Wolfdieter Schnurre meint:
Der Aphorismus versucht, der Wahrheit so nahe wie möglich zu kommen. Dicht vor ihr jedoch macht er Halt. Ginge er weiter, müsste er auf die Pointe verzichten. Denn die Wahrheit hat nun mal keine.
Ein Schwerpunkt moderner, lösungsorientierter, systemischer oder hypnotischer Therapie liegt darin, dem Klienten Denkanstöße zu geben, ein erstes Glied oder mehrere Anfangsglieder einer neuen Gedankenkette oder Lebensgliederung anzubieten. Sein Leben leben muss der Patient selbst.
Es gibt therapeutische und beraterische Situationen, in denen man analog zu Wolfdieter Schnurre sagen könnte:
Eine gute therapeutische Intervention versucht, einem Handlungsimpuls aufseiten des Klienten möglichst nahe zu kommen, ohne ihn direkt zu suggerieren oder gar anzuordnen. Ginge man weiter, hätte man das Ziel verfehlt: die Eigenständigkeit des Klienten.*
Ich erinnere mich an zwei Aussagen von Milton Erickson, die sinngemäß lauten:
Die Therapie soll aufs Leben fokussiert sein und nicht das Leben auf die Therapie.
Und:
Dass jemand in Therapie geht, ist das Problem; dass man ihn so schnell wie möglich aus der Therapie herausbekommt, ist die Lösung. 5
Unter Berücksichtigung der in Fußnote 5 genannten Einschränkung könnte man sagen:
Das Potenzproblem des Aphoristikers: Je kürzer, desto besser.
(Hanns-Hermann Kersten)
Das Potenzproblem des Kurztherapeuten: Je kürzer, desto effizienter.*
Von der Länge der Kürze
Es gibt eine Anekdote, in der ein amerikanischer Präsident gefragt wird, wie lange er benötige, um eine einstündige Rede vorzubereiten. Die Antwort war: fünf Minuten. Der erstaunte Frager will dann wissen, wie lange es dann dauert, um eine fünfminütige Rede vorzubereiten. Die Antwort auf diese Frage: mehr als eine Stunde.

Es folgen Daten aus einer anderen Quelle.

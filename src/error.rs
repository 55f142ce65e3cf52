//! Error types for the M/M/s calculator

use axum::http::StatusCode;
use axum::response::{IntoResponse, Response};
use axum::Json;
use serde::{Deserialize, Serialize};
use thiserror::Error;

/// Result type alias for calculator operations
pub type QueueResult<T> = Result<T, QueueError>;

/// Process exit code for malformed or non-positive input
pub const EXIT_INVALID_INPUT: u8 = 2;

/// Process exit code for an unstable system (rho >= 1)
pub const EXIT_UNSTABLE: u8 = 3;

/// Main error type for calculator operations
#[derive(Error, Debug, Clone)]
pub enum QueueError {
    #[error("Invalid input for {field}: {message}")]
    InvalidInput { field: String, message: String },

    #[error(
        "System is unstable: rho = {rho:.4} >= 1 (lambda = {lambda:e}/s, mu = {mu:e}/s, s = {servers})"
    )]
    UnstableSystem {
        lambda: f64,
        mu: f64,
        servers: u32,
        rho: f64,
    },

    // Configuration errors
    #[error("Configuration error: {0}")]
    Config(String),

    #[error("Validation error: {message}")]
    Validation {
        message: String,
        param: Option<String>,
    },

    #[error("Internal error: {0}")]
    Internal(String),
}

impl QueueError {
    /// Build an `InvalidInput` error for the named field
    pub fn invalid_input(field: impl Into<String>, message: impl Into<String>) -> Self {
        Self::InvalidInput {
            field: field.into(),
            message: message.into(),
        }
    }

    pub fn status_code(&self) -> StatusCode {
        match self {
            Self::InvalidInput { .. } | Self::Validation { .. } => StatusCode::BAD_REQUEST,
            Self::UnstableSystem { .. } => StatusCode::UNPROCESSABLE_ENTITY,
            Self::Config(_) | Self::Internal(_) => StatusCode::INTERNAL_SERVER_ERROR,
        }
    }

    pub fn error_type(&self) -> &str {
        match self {
            Self::InvalidInput { .. } | Self::Validation { .. } => "invalid_request_error",
            Self::UnstableSystem { .. } => "unstable_system",
            Self::Config(_) => "configuration_error",
            Self::Internal(_) => "internal_error",
        }
    }

    /// Process exit code used by the CLI for this error
    pub fn exit_code(&self) -> u8 {
        match self {
            Self::InvalidInput { .. } => EXIT_INVALID_INPUT,
            Self::UnstableSystem { .. } => EXIT_UNSTABLE,
            _ => 1,
        }
    }

    pub fn to_error_response(&self) -> ErrorResponse {
        let mut response = ErrorResponse::new(self.error_type(), &self.to_string());

        match self {
            Self::InvalidInput { field, .. } => {
                response = response.with_param(field);
            }
            Self::Validation { param: Some(p), .. } => {
                response = response.with_param(p);
            }
            Self::UnstableSystem { rho, .. } => {
                response = response.with_code("rho_at_or_above_one").with_rho(*rho);
            }
            _ => {}
        }

        response
    }
}

/// JSON error body returned by the HTTP front-end
#[derive(Debug, Serialize, Deserialize)]
pub struct ErrorResponse {
    pub error: ErrorDetail,
}

#[derive(Debug, Serialize, Deserialize)]
pub struct ErrorDetail {
    pub message: String,
    #[serde(rename = "type")]
    pub error_type: String,
    #[serde(skip_serializing_if = "Option::is_none")]
    pub param: Option<String>,
    #[serde(skip_serializing_if = "Option::is_none")]
    pub code: Option<String>,
    #[serde(skip_serializing_if = "Option::is_none")]
    pub rho: Option<f64>,
}

impl ErrorResponse {
    pub fn new(error_type: &str, message: &str) -> Self {
        Self {
            error: ErrorDetail {
                message: message.to_string(),
                error_type: error_type.to_string(),
                param: None,
                code: None,
                rho: None,
            },
        }
    }

    pub fn with_param(mut self, param: &str) -> Self {
        self.error.param = Some(param.to_string());
        self
    }

    pub fn with_code(mut self, code: &str) -> Self {
        self.error.code = Some(code.to_string());
        self
    }

    pub fn with_rho(mut self, rho: f64) -> Self {
        self.error.rho = Some(rho);
        self
    }
}

impl IntoResponse for QueueError {
    fn into_response(self) -> Response {
        let status = self.status_code();
        let body = Json(self.to_error_response());
        (status, body).into_response()
    }
}

impl From<std::io::Error> for QueueError {
    fn from(err: std::io::Error) -> Self {
        Self::Internal(err.to_string())
    }
}

impl From<serde_json::Error> for QueueError {
    fn from(err: serde_json::Error) -> Self {
        Self::invalid_input("body", err.to_string())
    }
}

Dem französischen Mathematiker und Philosophen Blaise Pascal wird der Satz zugeschrieben:
Ich schreibe Dir einen langen Brief, für einen kurzen habe ich keine Zeit. 6
Klaus D. Koch steuert gleich zwei Aphorismen zu diesem Thema bei:
Natürlich ist das Schreiben von Aphorismen ein Zeitproblem. Hätte man mehr Zeit, wären sie kürzer.
Ein Aphoristiker kann sich kürzer fassen als andere und nimmt sich sehr viel Zeit dafür.